On August 14, 2017, the Company entered into a note purchase and private shelf agreement (the “Note Purchase Agreement”), pursuant to which the Company agreed to sell $150 million aggregate principal amount of senior unsecured notes due August 14, 2029 (the “2029 Notes”) in a private placement. The 2029 Notes bear interest at 3.70% per annum with interest payable semi-annually in arrears on each annual and semi-annual anniversary of the issuance date. The obligations under the Note Purchase Agreement are unsecured, but guaranteed by each of the Company’s material subsidiaries.

The Company may from time to time issue and sell additional senior unsecured notes (the “Shelf Notes”) pursuant to the Note Purchase Agreement, in an aggregate principal amount of up to $150 million. The Shelf Notes will have a maturity date of no more than 12 years after the date of original issuance and may be issued through August 14, 2020, unless earlier terminated in accordance with the terms of the Note Purchase Agreement.

Pursuant to the Note Purchase Agreement, the 2029 Notes and any Shelf Notes (collectively, the "Notes") are redeemable by the Company, in whole at any time or in part from time to time, at 100% of the principal amount of the Notes being redeemed, together with accrued and unpaid interest thereon and a make whole amount calculated by discounting all remaining scheduled payments on the Notes by the yield on the U.S. Treasury security with a maturity equal to the remaining average life of the Notes plus 0.50%.

Senior Credit Facility

On February 19, 2016, the Company entered into a senior credit facility (the “2016 Senior Credit Facility”) consisting of a $200 million term loan (the “February 2016 Term Loan”) and a $500 million revolving credit facility (the “Revolver”) with a sublimit of $50 million for swingline loans. This agreement is unsecured and matures on February 19, 2022.

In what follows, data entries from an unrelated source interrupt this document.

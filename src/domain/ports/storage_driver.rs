//! StorageDriver port - abstraction over the remote object store
//!
//! A driver exposes a flat keyspace of immutable-by-convention objects in one
//! bucket. The asset layer builds every key itself; drivers never interpret
//! them beyond mapping `/` to whatever hierarchy the backend has.
//!
//! Implementations:
//! - `LocalStorageDriver` - a directory on disk acting as the bucket
//! - `MemoryStorageDriver` - in-process map, for tests
//! - `RetryingDriver` - wraps another driver and retries transient read failures

use std::io::{self, Read};

use thiserror::Error;

/// Result type for storage operations
pub type StorageResult<T> = Result<T, StorageError>;

/// Streamed object content
pub type ObjectReader = Box<dyn Read + Send>;

/// Lazily listed object keys
pub type ObjectKeys<'a> = Box<dyn Iterator<Item = StorageResult<String>> + 'a>;

#[derive(Debug, Error)]
pub enum StorageError {
    #[error("object '{key}' not found in bucket '{bucket}'")]
    ObjectNotFound { bucket: String, key: String },

    #[error("bucket '{bucket}' does not exist")]
    BucketNotFound { bucket: String },

    #[error("failed to write object '{key}' to bucket '{bucket}'")]
    Write {
        bucket: String,
        key: String,
        #[source]
        source: io::Error,
    },

    #[error("failed to read object '{key}' from bucket '{bucket}'")]
    Read {
        bucket: String,
        key: String,
        #[source]
        source: io::Error,
    },

    #[error("invalid object key '{key}'")]
    InvalidKey { key: String },

    #[error("transient storage failure on '{key}': {message}")]
    Transient { key: String, message: String },
}

impl StorageError {
    /// Whether repeating the same call may succeed
    pub fn is_retriable(&self) -> bool {
        match self {
            StorageError::Transient { .. } => true,
            StorageError::Read { source, .. } => matches!(
                source.kind(),
                io::ErrorKind::Interrupted
                    | io::ErrorKind::TimedOut
                    | io::ErrorKind::ConnectionReset
                    | io::ErrorKind::ConnectionAborted
                    | io::ErrorKind::WouldBlock
                    | io::ErrorKind::UnexpectedEof
            ),
            _ => false,
        }
    }

    pub fn is_not_found(&self) -> bool {
        matches!(self, StorageError::ObjectNotFound { .. })
    }
}

/// Abstract object store
///
/// Writes are not retried by callers: a failed `put` surfaces immediately.
pub trait StorageDriver: Send + Sync {
    /// URI scheme of the backend (`file`, `memory`, ...)
    fn provider(&self) -> &str;

    fn bucket(&self) -> &str;

    fn exists(&self, key: &str) -> StorageResult<bool>;

    /// Open an object for streaming
    fn get(&self, key: &str) -> StorageResult<ObjectReader>;

    /// Store an object, replacing any previous content under `key`
    fn put(&self, key: &str, content: &mut dyn Read) -> StorageResult<()>;

    /// Keys starting with `prefix`, in no particular order
    fn list(&self, prefix: &str) -> StorageResult<ObjectKeys<'_>>;

    /// Human-readable location of an object
    fn object_uri(&self, key: &str) -> String {
        format!("{}://{}/{}", self.provider(), self.bucket(), key)
    }

    /// Open an object and hand the stream to `consume`.
    ///
    /// Errors returned by `consume` are reported as read failures of `key`. A
    /// retrying driver may call `consume` again on a fresh stream, so it must
    /// discard whatever a previous call produced.
    fn get_with(
        &self,
        key: &str,
        consume: &mut dyn FnMut(&mut dyn Read) -> io::Result<()>,
    ) -> StorageResult<()> {
        let mut reader = self.get(key)?;
        consume(&mut reader).map_err(|source| StorageError::Read {
            bucket: self.bucket().to_string(),
            key: key.to_string(),
            source,
        })
    }

    /// Read a whole object into memory
    fn get_bytes(&self, key: &str) -> StorageResult<Vec<u8>> {
        let mut buf = Vec::new();
        self.get_with(key, &mut |reader: &mut dyn Read| {
            buf.clear();
            reader.read_to_end(&mut buf).map(drop)
        })?;
        Ok(buf)
    }

    fn put_bytes(&self, key: &str, content: &[u8]) -> StorageResult<()> {
        let mut reader = content;
        self.put(key, &mut reader)
    }
}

On June 15, 2017, pursuant to an accordion feature available under the 2016 Senior Credit Facility, the Company entered into an incremental term loan agreement (the “June 2017 Term Loan”) which increased the term loan capacity under the 2016 Senior Credit Facility by $100 million. This agreement is unsecured and matures on June 15, 2022.

The February 2016 Term Loan of $200 million requires quarterly payments totaling $10 million per year in years one and two and $20 million per year in years three through the maturity date, with the remaining balance due in full on the maturity date of February 19, 2022. The June 2017 Term Loan of $100 million requires quarterly payments totaling $5 million per year in years one and two and $10 million per year in years three through the maturity date, with the remaining balance due in full on the maturity date of June 15, 2022. The 2016 Senior Credit Facility also contains a $500 million revolving credit facility (with a sublimit of $50 million for swingline loans).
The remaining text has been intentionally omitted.